EXERCISE GOAL
Answer with one figure only, the number of lines below in which "over" occurs.
GIVEN DATA Start Marker
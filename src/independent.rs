use crate::eliminate::Eliminator;
use crate::errors::AreaError;
use crate::expr::{Expression, GeometricQuantity};
use crate::figure::{Point, RESERVED_LABELS};
use crate::oracle::DecisionOracle;

/// The three reference points `iO`, `iU`, `iV`.
///
/// `iO iU` is perpendicular to `iO iV` and both have the same length, so
/// every free point is fixed by its two areas against the axes.
#[derive(Debug, Clone, PartialEq, Eq)]
pub struct ReferenceFrame {
    pub o: Point,
    pub u: Point,
    pub v: Point,
}

impl ReferenceFrame {
    #[must_use]
    pub fn new() -> Self {
        let [o, u, v] = RESERVED_LABELS;
        ReferenceFrame {
            o: Point::free(o),
            u: Point::free(u),
            v: Point::free(v),
        }
    }

    /// `S(iO, iU, p)`
    #[must_use]
    pub fn x(&self, p: &Point) -> Expression {
        Expression::area(self.o.clone(), self.u.clone(), p.clone())
    }

    /// `S(iO, iV, p)`
    #[must_use]
    pub fn y(&self, p: &Point) -> Expression {
        Expression::area(self.o.clone(), self.v.clone(), p.clone())
    }

    /// `S(iO, iU, iV)`
    #[must_use]
    pub fn souv(&self) -> Expression {
        Expression::area(self.o.clone(), self.u.clone(), self.v.clone())
    }

    fn dx(&self, a: &Point, b: &Point) -> Expression {
        Expression::difference(self.x(a), self.x(b))
    }

    fn dy(&self, a: &Point, b: &Point) -> Expression {
        Expression::difference(self.y(a), self.y(b))
    }

    /// `S_ABC` over the frame
    #[must_use]
    pub fn area(&self, a: &Point, b: &Point, c: &Point) -> Expression {
        let numerator = Expression::difference(
            Expression::product(self.dy(c, a), self.dx(b, a)),
            Expression::product(self.dy(b, a), self.dx(c, a)),
        );
        Expression::fraction(numerator, self.souv())
    }

    /// `P_ABC` over the frame
    #[must_use]
    pub fn pythagoras(&self, a: &Point, b: &Point, c: &Point) -> Expression {
        let dot = Expression::sum(
            Expression::product(self.dy(a, b), self.dy(c, b)),
            Expression::product(self.dx(a, b), self.dx(c, b)),
        );
        Expression::fraction(Expression::product(Expression::from(4), dot), self.souv())
    }
}

impl Default for ReferenceFrame {
    fn default() -> Self {
        Self::new()
    }
}

fn ensure_free(q: &GeometricQuantity) -> Result<(), AreaError> {
    match q.points().into_iter().find(|p| !p.is_free()) {
        Some(p) => Err(AreaError::MalformedExpression(format!(
            "constructed point {p} left in {q}"
        ))),
        None => Ok(()),
    }
}

impl<O> Eliminator<'_, O>
where
    O: DecisionOracle + ?Sized,
{
    /// Express a fully eliminated expression over the reference frame.
    ///
    /// # Errors
    /// - [`AreaError::MalformedExpression`] if a constructed point is left
    /// - [`AreaError::UnknownStatement`] if a ratio needs an undecidable
    ///   collinearity
    pub fn to_independent_variables(
        &mut self,
        e: &Expression,
        frame: &ReferenceFrame,
    ) -> Result<Expression, AreaError> {
        Ok(match e {
            Expression::Number(_) => e.clone(),
            Expression::Quantity(q) => self.reduce_quantity(q, frame)?,
            Expression::Negate(x) => Expression::negate(self.to_independent_variables(x, frame)?),
            Expression::Sum(a, b) => Expression::sum(
                self.to_independent_variables(a, frame)?,
                self.to_independent_variables(b, frame)?,
            ),
            Expression::Product(a, b) => Expression::product(
                self.to_independent_variables(a, frame)?,
                self.to_independent_variables(b, frame)?,
            ),
            Expression::Fraction(a, b) => Expression::fraction(
                self.to_independent_variables(a, frame)?,
                self.to_independent_variables(b, frame)?,
            ),
            Expression::BigProduct(_) | Expression::SumOfProducts(_) => {
                self.to_independent_variables(&e.unfold(), frame)?
            }
        })
    }

    fn reduce_quantity(
        &mut self,
        q: &GeometricQuantity,
        frame: &ReferenceFrame,
    ) -> Result<Expression, AreaError> {
        ensure_free(q)?;
        Ok(match q {
            GeometricQuantity::Area(a, b, c) => frame.area(a, b, c),
            GeometricQuantity::Pythagoras(a, b, c) => frame.pythagoras(a, b, c),
            GeometricQuantity::Ratio(a, b, c, d) => {
                if self.collinear(a, c, d)? {
                    // P_BCAD / P_CDC
                    Expression::fraction(
                        Expression::difference(frame.pythagoras(b, c, d), frame.pythagoras(a, c, d)),
                        frame.pythagoras(c, d, c),
                    )
                } else {
                    // S_ACB / S_ACD
                    Expression::fraction(frame.area(a, c, b), frame.area(a, c, d))
                }
            }
        })
    }
}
GIVEN DATA End Marker
EXERCISE RESPONSE
3